As imagens que associamos à liberdade são as mesmas desde que me entendo por gente (há uns cinco anos). Um homem em meio à natureza. Um rebelde pilotando uma motona por uma estrada deserta. Um prisioneiro libertado dos grilhões. Algemas abertas. E agora haveremos de incluir também nessa imagética da liberdade a figura de uma nada convidativa seringa. Porque a vacina contra a Covid-19 (e só a vacina) será capaz de nos tirar dessa prisão sem grades em que a China nos meteu.

Ao longo da semana passada, acompanhei com certo distanciamento as discussões sobre a obrigatoriedade ou não da vacina contra Covid-19. Em parte porque vi naquele palavrório todo um falso debate, uma tentativa tola e desesperada de pregar no Presidente a pecha de antivacina por causa de mais uma declaração à toa. E em parte porque há muito desisti de convencer qualquer pessoa de que existe uma coisa chamada responsabilidade pessoal. Estado não deveria ser babá de ninguém – mas, ah, tão quentinho o berço esplêndido, não?

O fato é que eu mal posso esperar para tomar a vacina. Pode ser russa, chinesa, iraniana, nauruana. Pode ser feita com sangue de panda, chifre de rinoceronte, barbatana de golfinho, lágrimas de crocodilo ou ovos de águia-careca. Pode ser aplicada com uma agulhada nas nádegas, debaixo das unhas ou na testa. Pode trazer estampada na embalagem a cara de Putin, do camarada Mao ou da Anitta. A essa altura do campeonato, sinceramente, a vacina pode ter embutido até um chip chinês que não me incomodo de tomá-la.

Mas este sou eu

Mas este sou eu: um homem que às vezes olha em volta e não acredita no que está vendo. Que, ao receber a notícia de que o prefeito de Curitiba impôs novamente medidas restritivas sem qualquer garantia de que isso vá evitar mortes ou internamentos, mas com toda a garantia do mundo de que vai afetar a vida das pessoas e aniquilar algumas liberdades fundamentais, tomou a decisão de comprar um saco de pancada – na esperança de manter o que lhe resta da sanidade.

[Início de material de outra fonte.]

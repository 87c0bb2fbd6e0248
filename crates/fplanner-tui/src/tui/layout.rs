// Screen layout: panel arrangement and sizing.
//
// Divides the terminal area into fixed zones for the planner dashboard:
//
// +--------------------------------------------------+
// | Status Bar (1 row)                                |
// +--------------------------------------------------+
// | Gameweek Banner (3 rows)                          |
// +-------------------------+------------------------+
// | Main Panel (65%)         | Sidebar (35%)          |
// |                          | +- Finances (40%) ----+|
// |                          | +- Checks (60%) ------+|
// +-------------------------+------------------------+
// | Help Bar (1 row)                                  |
// +--------------------------------------------------+

use ratatui::layout::{Constraint, Direction, Layout, Rect};

/// Resolved screen areas for each dashboard zone.
#[derive(Debug, Clone)]
pub struct AppLayout {
    /// Top row: connection, team name, tab bar.
    pub status_bar: Rect,
    /// Selected gameweek with its deadline and plans.
    pub gameweek_banner: Rect,
    /// Left side of the middle section: tab-switched content area.
    pub main_panel: Rect,
    /// Right sidebar top: bank, squad value, points.
    pub finances: Rect,
    /// Right sidebar bottom: squad rule violations and availability flags.
    pub checks: Rect,
    /// Bottom row: key hints or the latest notice.
    pub help_bar: Rect,
}

/// Build the dashboard layout from the available terminal area.
pub fn build_layout(area: Rect) -> AppLayout {
    let vertical = Layout::default()
        .direction(Direction::Vertical)
        .constraints([
            Constraint::Length(1), // status bar
            Constraint::Length(3), // gameweek banner
            Constraint::Min(8),    // middle section (main + sidebar)
            Constraint::Length(1), // help bar
        ])
        .split(area);

    let horizontal = Layout::default()
        .direction(Direction::Horizontal)
        .constraints([Constraint::Percentage(65), Constraint::Percentage(35)])
        .split(vertical[2]);

    let sidebar = Layout::default()
        .direction(Direction::Vertical)
        .constraints([Constraint::Percentage(40), Constraint::Percentage(60)])
        .split(horizontal[1]);

    AppLayout {
        status_bar: vertical[0],
        gameweek_banner: vertical[1],
        main_panel: horizontal[0],
        finances: sidebar[0],
        checks: sidebar[1],
        help_bar: vertical[3],
    }
}

// ---------------------------------------------------------------------------
// Tests
// ---------------------------------------------------------------------------
/// The most-owned players per position, priced at or below
/// [`BEST_VALUE_MAX_PRICE`], most owned first. Equal ownership keeps the
/// game's player order.
pub fn template_team(bootstrap: &Bootstrap) -> Vec<(Position, Vec<&Player>)> {
    TEMPLATE_SHAPE
        .iter()
        .map(|&(position, count)| {
            let mut players: Vec<&Player> = bootstrap
                .elements
                .iter()
                .filter(|p| p.position == position && p.now_cost <= BEST_VALUE_MAX_PRICE)
                .collect();
            players.sort_by(|a, b| b.selected_by_percent.total_cmp(&a.selected_by_percent));
            players.truncate(count);
            (position, players)
        })
        .collect()
}

/// A throwaway wildcard squad drafted against a fixed budget.
///
/// Players are only added while the draft stays within budget and below a
/// full squad.
#[derive(Debug, Clone, Default, PartialEq, Eq)]
pub struct WildcardDraft {
    budget: i32,
    players: Vec<PlayerId>,
}

impl WildcardDraft {
    pub fn new(budget: i32) -> Self {
        Self {
            budget,
            players: Vec::new(),
        }
    }

    pub fn budget(&self) -> i32 {
        self.budget
    }

    pub fn players(&self) -> &[PlayerId] {
        &self.players
    }

    /// Current price of every drafted player; unknown players count 0.
    pub fn cost(&self, prices: &impl PriceLookup) -> i32 {
        self.players
            .iter()
            .map(|id| prices.price(*id).unwrap_or(0))
            .sum()
    }

    pub fn remaining(&self, prices: &impl PriceLookup) -> i32 {
        self.budget - self.cost(prices)
    }

    /// Draft `id` if it is known, not yet drafted, affordable and the squad
    /// is not full. Returns whether it was added.
    pub fn add(&mut self, id: PlayerId, prices: &impl PriceLookup) -> bool {
        let Some(price) = prices.price(id) else {
            return false;
        };
        if self.players.contains(&id)
            || self.players.len() >= SQUAD_SIZE
            || self.cost(prices) + price > self.budget
        {
            return false;
        }
        self.players.push(id);
        true
    }

    pub fn remove(&mut self, id: PlayerId) -> bool {
        let before = self.players.len();
        self.players.retain(|p| *p != id);
        self.players.len() != before
    }

    /// Remove `id` if drafted, otherwise try to add it. Returns whether it
    /// is drafted afterwards.
    pub fn toggle(&mut self, id: PlayerId, prices: &impl PriceLookup) -> bool {
        if self.remove(id) {
            return false;
        }
        self.add(id, prices)
    }
}
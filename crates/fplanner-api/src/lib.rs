// FPL REST API access: HTTP client with response cache and relay fallback,
// behind the `FplSource` trait.

pub mod cache;
pub mod client;
pub mod error;
pub mod source;

pub use client::FplClient;
pub use error::ApiError;
pub use source::{FplSource, LeagueKind};
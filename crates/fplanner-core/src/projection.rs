// Projection engine: overlay planned transfers onto an official squad snapshot.
//
// All functions here are pure. They never fail; unknown players simply
// contribute nothing to prices or points.

use std::collections::HashMap;

use serde::{Deserialize, Serialize};

use crate::model::{Bootstrap, Chip, Gameweek, LiveGameweek, PlayerId, SquadSnapshot, STARTING_XI};
use crate::plan::TransferPlan;

/// Current price of a player, tenths of a million.
pub trait PriceLookup {
    fn price(&self, id: PlayerId) -> Option<i32>;
}

/// Event points scored by a player in one gameweek.
pub trait LivePoints {
    fn points(&self, id: PlayerId) -> Option<i32>;
}

impl PriceLookup for Bootstrap {
    fn price(&self, id: PlayerId) -> Option<i32> {
        self.player(id).map(|p| p.now_cost)
    }
}

impl PriceLookup for HashMap<PlayerId, i32> {
    fn price(&self, id: PlayerId) -> Option<i32> {
        self.get(&id).copied()
    }
}

impl LivePoints for LiveGameweek {
    fn points(&self, id: PlayerId) -> Option<i32> {
        self.stats_for(id).map(|s| s.total_points)
    }
}

impl LivePoints for HashMap<PlayerId, i32> {
    fn points(&self, id: PlayerId) -> Option<i32> {
        self.get(&id).copied()
    }
}

/// Bank, squad value and total budget for a projected squad.
#[derive(Debug, Clone, Copy, Default, PartialEq, Eq, Serialize, Deserialize)]
pub struct Financials {
    pub bank: i32,
    pub squad_value: i32,
    pub total_budget: i32,
}

/// Plans that apply when projecting `base` forward to `target`, in ascending
/// gameweek order. Equal gameweeks keep their input order.
fn applicable_plans<'a>(
    base: &SquadSnapshot,
    plans: &'a [TransferPlan],
    target: Gameweek,
) -> Vec<&'a TransferPlan> {
    let from = base.event();
    let mut applicable: Vec<&TransferPlan> = plans
        .iter()
        .filter(|p| p.gameweek >= from && p.gameweek <= target)
        .collect();
    applicable.sort_by_key(|p| p.gameweek);
    applicable
}

/// Project `base` forward to gameweek `target` by applying every plan whose
/// gameweek lies in `base.event()..=target`.
///
/// Each plan replaces the first pick holding `player_out` with `player_in`.
/// Slot attributes (position, multiplier, captaincy) stay with the slot. A
/// plan whose outgoing player is not in the squad is a no-op.
pub fn resolve_squad(base: &SquadSnapshot, plans: &[TransferPlan], target: Gameweek) -> SquadSnapshot {
    let mut resolved = base.clone();
    for plan in applicable_plans(base, plans, target) {
        if let Some(pick) = resolved
            .picks
            .iter_mut()
            .find(|p| p.element == plan.player_out)
        {
            pick.element = plan.player_in;
        }
    }
    resolved
}

/// Compute the projected finances of `resolved` (the output of
/// [`resolve_squad`] for the same `base`, `plans` and `target`).
///
/// Squad value is always re-priced from `prices`. The bank starts at the
/// snapshot's bank and pays the current price difference of every applicable
/// plan; plans naming an unknown player are skipped. The final bank is
/// floored at zero.
pub fn compute_financials(
    base: &SquadSnapshot,
    resolved: &SquadSnapshot,
    plans: &[TransferPlan],
    target: Gameweek,
    prices: &impl PriceLookup,
) -> Financials {
    let squad_value: i32 = resolved
        .picks
        .iter()
        .map(|p| prices.price(p.element).unwrap_or(0))
        .sum();

    let mut bank = base.entry_history.bank;
    for plan in applicable_plans(base, plans, target) {
        if let (Some(out), Some(inn)) = (prices.price(plan.player_out), prices.price(plan.player_in)) {
            bank -= inn - out;
        }
    }
    let bank = bank.max(0);

    Financials {
        bank,
        squad_value,
        total_budget: squad_value + bank,
    }
}

/// Score `squad` from per-player event points.
///
/// Counts the first 11 picks in squad order, or all 15 when bench boost is
/// active. The captain scores double. Missing stats count as zero and no
/// automatic substitutions are made.
pub fn compute_gameweek_points(
    squad: &SquadSnapshot,
    live: &impl LivePoints,
    active_chip: Option<Chip>,
) -> i32 {
    let counted = if active_chip == Some(Chip::BenchBoost) {
        squad.picks.len()
    } else {
        squad.picks.len().min(STARTING_XI)
    };

    squad.picks[..counted]
        .iter()
        .map(|pick| {
            let points = live.points(pick.element).unwrap_or(0);
            if pick.is_captain {
                points * 2
            } else {
                points
            }
        })
        .sum()
}

// ---------------------------------------------------------------------------
// Tests
// ---------------------------------------------------------------------------
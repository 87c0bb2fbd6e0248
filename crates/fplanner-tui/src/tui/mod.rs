// TUI dashboard: layout, input handling, and widget rendering.
//
// The TUI owns a `ViewState` holding the latest `AppSnapshot` plus purely
// local state (tab, scroll, filters, prompts). The app orchestrator pushes
// `UiUpdate` messages over an mpsc channel; the TUI applies them to
// `ViewState` and re-renders at ~30 fps.

pub mod input;
pub mod layout;
pub mod widgets;

use std::collections::HashMap;
use std::time::Duration;

use crossterm::event::{Event, EventStream};
use futures_util::StreamExt;
use ratatui::style::{Color, Modifier, Style};
use ratatui::text::{Line, Span};
use ratatui::widgets::Paragraph;
use ratatui::Frame;
use tokio::sync::mpsc;
use tracing::{debug, warn};

use fplanner_api::LeagueKind;
use fplanner_app::protocol::{AppSnapshot, ConnectionStatus, UiUpdate, UserCommand};
use fplanner_core::model::{PlayerId, Position};

use layout::{build_layout, AppLayout};

// ---------------------------------------------------------------------------
// Local view types
// ---------------------------------------------------------------------------

/// Main panel tabs, bound to keys 1-5.
#[derive(Debug, Clone, Copy, PartialEq, Eq, Hash, Default)]
pub enum TabId {
    #[default]
    Squad,
    Planner,
    Transfers,
    Analytics,
    Leagues,
}

impl TabId {
    pub const ALL: [TabId; 5] = [
        TabId::Squad,
        TabId::Planner,
        TabId::Transfers,
        TabId::Analytics,
        TabId::Leagues,
    ];

    pub fn label(&self) -> &'static str {
        match self {
            TabId::Squad => "Squad",
            TabId::Planner => "Planner",
            TabId::Transfers => "Transfers",
            TabId::Analytics => "Analytics",
            TabId::Leagues => "Leagues",
        }
    }

    /// Key under which the tab's scroll offset or cursor is stored.
    pub fn scroll_key(&self) -> &'static str {
        match self {
            TabId::Squad => "squad",
            TabId::Planner => "planner",
            TabId::Transfers => "transfers",
            TabId::Analytics => "analytics",
            TabId::Leagues => "leagues",
        }
    }
}

/// Text entry the user is in the middle of.
#[derive(Debug, Clone, PartialEq, Eq)]
pub enum Prompt {
    TeamId,
    TransferOut,
    TransferIn { player_out: PlayerId },
}

impl Prompt {
    pub fn title(&self) -> String {
        match self {
            Prompt::TeamId => "Connect team id".into(),
            Prompt::TransferOut => "Player out (id)".into(),
            Prompt::TransferIn { player_out } => format!("Player in for {player_out} (id)"),
        }
    }
}

#[derive(Debug, Clone, Copy, PartialEq, Eq)]
pub enum MessageKind {
    Notice,
    Error,
}

// ---------------------------------------------------------------------------
// ViewState
// ---------------------------------------------------------------------------

/// TUI-local state: the last snapshot from the orchestrator plus everything
/// that only affects what is drawn.
#[derive(Debug, Default)]
pub struct ViewState {
    pub snapshot: AppSnapshot,
    pub connection_status: ConnectionStatus,
    pub active_tab: TabId,
    /// Per-widget scroll offsets (keyed by widget name). Tables with a
    /// cursor use the offset as the highlighted row.
    pub scroll_offset: HashMap<String, usize>,
    /// Current search text for the transfer candidate table.
    pub filter_text: String,
    /// Whether the search input is active.
    pub filter_mode: bool,
    pub position_filter: Option<Position>,
    pub prompt: Option<Prompt>,
    pub prompt_input: String,
    pub confirm_quit: bool,
    /// Latest notice or error, shown in the help bar until the next key.
    pub message: Option<(MessageKind, String)>,
    /// Players picked for side-by-side comparison.
    pub compare: Vec<PlayerId>,
    /// Kind of the league whose standings are shown.
    pub standings_kind: Option<LeagueKind>,
}

impl ViewState {
    /// Apply a full state snapshot from the app orchestrator. Local view
    /// state is kept.
    pub fn apply_snapshot(&mut self, snapshot: AppSnapshot) {
        self.connection_status = snapshot.connection;
        self.snapshot = snapshot;
    }

    pub fn scroll(&self, key: &str) -> usize {
        self.scroll_offset.get(key).copied().unwrap_or(0)
    }
}

// ---------------------------------------------------------------------------
// UiUpdate processing
// ---------------------------------------------------------------------------

/// Apply a single UiUpdate to the ViewState.
fn apply_ui_update(state: &mut ViewState, update: UiUpdate) {
    match update {
        UiUpdate::StateSnapshot(snapshot) => {
            state.apply_snapshot(*snapshot);
        }
        UiUpdate::ConnectionStatus(status) => {
            state.connection_status = status;
        }
        UiUpdate::Notice(text) => {
            state.message = Some((MessageKind::Notice, text));
        }
        UiUpdate::Error(text) => {
            state.message = Some((MessageKind::Error, text));
        }
    }
}

// ---------------------------------------------------------------------------
// Render frame
// ---------------------------------------------------------------------------

/// Render the complete dashboard frame.
pub fn render_frame(frame: &mut Frame, state: &ViewState) {
    let layout = build_layout(frame.area());

    widgets::status_bar::render(frame, layout.status_bar, state);
    widgets::gameweek_banner::render(frame, layout.gameweek_banner, state);
    render_main_panel(frame, &layout, state);
    widgets::budget::render(frame, layout.finances, state);
    widgets::checks::render(frame, layout.checks, state);
    render_help_bar(frame, &layout, state);

    if state.confirm_quit {
        widgets::overlay::render_quit(frame, frame.area());
    } else if let Some(prompt) = &state.prompt {
        widgets::overlay::render_prompt(frame, frame.area(), prompt, &state.prompt_input);
    }
}

fn render_main_panel(frame: &mut Frame, layout: &AppLayout, state: &ViewState) {
    let area = layout.main_panel;
    match state.active_tab {
        TabId::Squad => widgets::squad::render(frame, area, state),
        TabId::Planner => widgets::planner::render(frame, area, state),
        TabId::Transfers => widgets::transfers::render(frame, area, state),
        TabId::Analytics => widgets::analytics::render(frame, area, state),
        TabId::Leagues => widgets::leagues::render(frame, area, state),
    }
}

/// Key hints for the current mode, or the latest message.
pub fn help_text(state: &ViewState) -> String {
    if state.prompt.is_some() {
        return " Enter:Submit | Esc:Cancel | Backspace:Delete".into();
    }
    if state.filter_mode {
        return " Type to search | Enter:Keep | Esc:Clear".into();
    }
    let tab_keys = match state.active_tab {
        TabId::Transfers => " | /:Search | p:Position | a:Compare",
        TabId::Planner => " | 3:Triple captain",
        TabId::Leagues => " | Enter:Standings | n/p:Page",
        TabId::Analytics => " | Esc:Clear compare",
        TabId::Squad => "",
    };
    format!(
        " q:Quit | 1-5:Tabs | \u{2190}/\u{2192}:Gameweek | c:Connect | r:Refresh | d:Disconnect | t:Transfer | x:Undo transfer | w/f/b:Chips{tab_keys}"
    )
}

fn render_help_bar(frame: &mut Frame, layout: &AppLayout, state: &ViewState) {
    let line = match &state.message {
        Some((kind, text)) => {
            let color = match kind {
                MessageKind::Notice => Color::Yellow,
                MessageKind::Error => Color::Red,
            };
            Line::from(Span::styled(
                format!(" {text}"),
                Style::default().fg(color).add_modifier(Modifier::BOLD),
            ))
        }
        None => Line::from(Span::styled(
            help_text(state),
            Style::default().fg(Color::White).add_modifier(Modifier::DIM),
        )),
    };
    let paragraph = Paragraph::new(line).style(Style::default().bg(Color::DarkGray));
    frame.render_widget(paragraph, layout.help_bar);
}

// ---------------------------------------------------------------------------
// Main TUI loop
// ---------------------------------------------------------------------------

/// Run the TUI event loop.
///
/// This is the main entry point for the terminal UI. It:
/// 1. Initializes the terminal (enters raw mode, enables alternate screen).
/// 2. Installs a panic hook to restore the terminal on crash.
/// 3. Runs an async select loop: UI updates, keyboard input, render ticks.
/// 4. Restores the terminal on clean exit.
pub async fn run(
    mut ui_rx: mpsc::Receiver<UiUpdate>,
    cmd_tx: mpsc::Sender<UserCommand>,
) -> anyhow::Result<()> {
    let mut terminal = ratatui::init();

    let original_hook = std::panic::take_hook();
    std::panic::set_hook(Box::new(move |panic_info| {
        ratatui::restore();
        original_hook(panic_info);
    }));

    let mut view_state = ViewState::default();
    let mut event_stream = EventStream::new();

    let mut render_tick = tokio::time::interval(Duration::from_millis(33));
    render_tick.set_missed_tick_behavior(tokio::time::MissedTickBehavior::Skip);

    loop {
        tokio::select! {
            update = ui_rx.recv() => {
                match update {
                    Some(ui_update) => apply_ui_update(&mut view_state, ui_update),
                    None => {
                        debug!("UI channel closed");
                        break;
                    }
                }
            }

            maybe_event = event_stream.next() => {
                match maybe_event {
                    Some(Ok(Event::Key(key_event))) => {
                        if let Some(cmd) = input::handle_key(key_event, &mut view_state) {
                            let quit = cmd == UserCommand::Quit;
                            let _ = cmd_tx.send(cmd).await;
                            if quit {
                                break;
                            }
                        }
                    }
                    Some(Ok(_)) => {}
                    Some(Err(e)) => {
                        warn!("Terminal input error: {}", e);
                        break;
                    }
                    None => break,
                }
            }

            _ = render_tick.tick() => {
                terminal.draw(|frame| render_frame(frame, &view_state))?;
            }
        }
    }

    ratatui::restore();
    Ok(())
}

// ---------------------------------------------------------------------------
// Tests
// ---------------------------------------------------------------------------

Um homem que não dá um abraço no pai e na mãe há sete meses e que não vê o filho há oito meses. Que foi xingado de negacionista e terraplanista e algum outro ista que me escapa à memória. Que não suporta mais o tom de voz condescendente dos pandemínions do bem que o aconselham a não sair para tomar uma cervejinha na sexta à noite, emoji coração, hashtag fiqueemcasa. Que não entende como você – justo você! – não percebe o absurdo disso tudo.

Um homem que no fundo sabe que o mundo jamais voltará ao normal porque sempre teremos tiranetes vislumbrando a possibilidade de aparecer na televisão ou se embriagando com delírios de que seus decretos esdrúxulos lhe garantirão reconhecimento e imortalidade. Um homem que, por detrás da máscara inútil do Garfield, pela qual ele pagou caro demais, ri da obediência bovina com que todo mundo, ele inclusive, aceita qualquer coisa com a cabeça baixa de quem se sabe súdito de qualquer cesarzinho de província.

E, por fim, um homem que tem esperança infundada e até ingênua de que essa vacina, venha ela de onde vier, vai mesmo pôr fim, pelo menos até o próximo vírus, a essa sentença que ele e os seus por ora cumprem sem ter cometido outro crime que não o de estar vivo.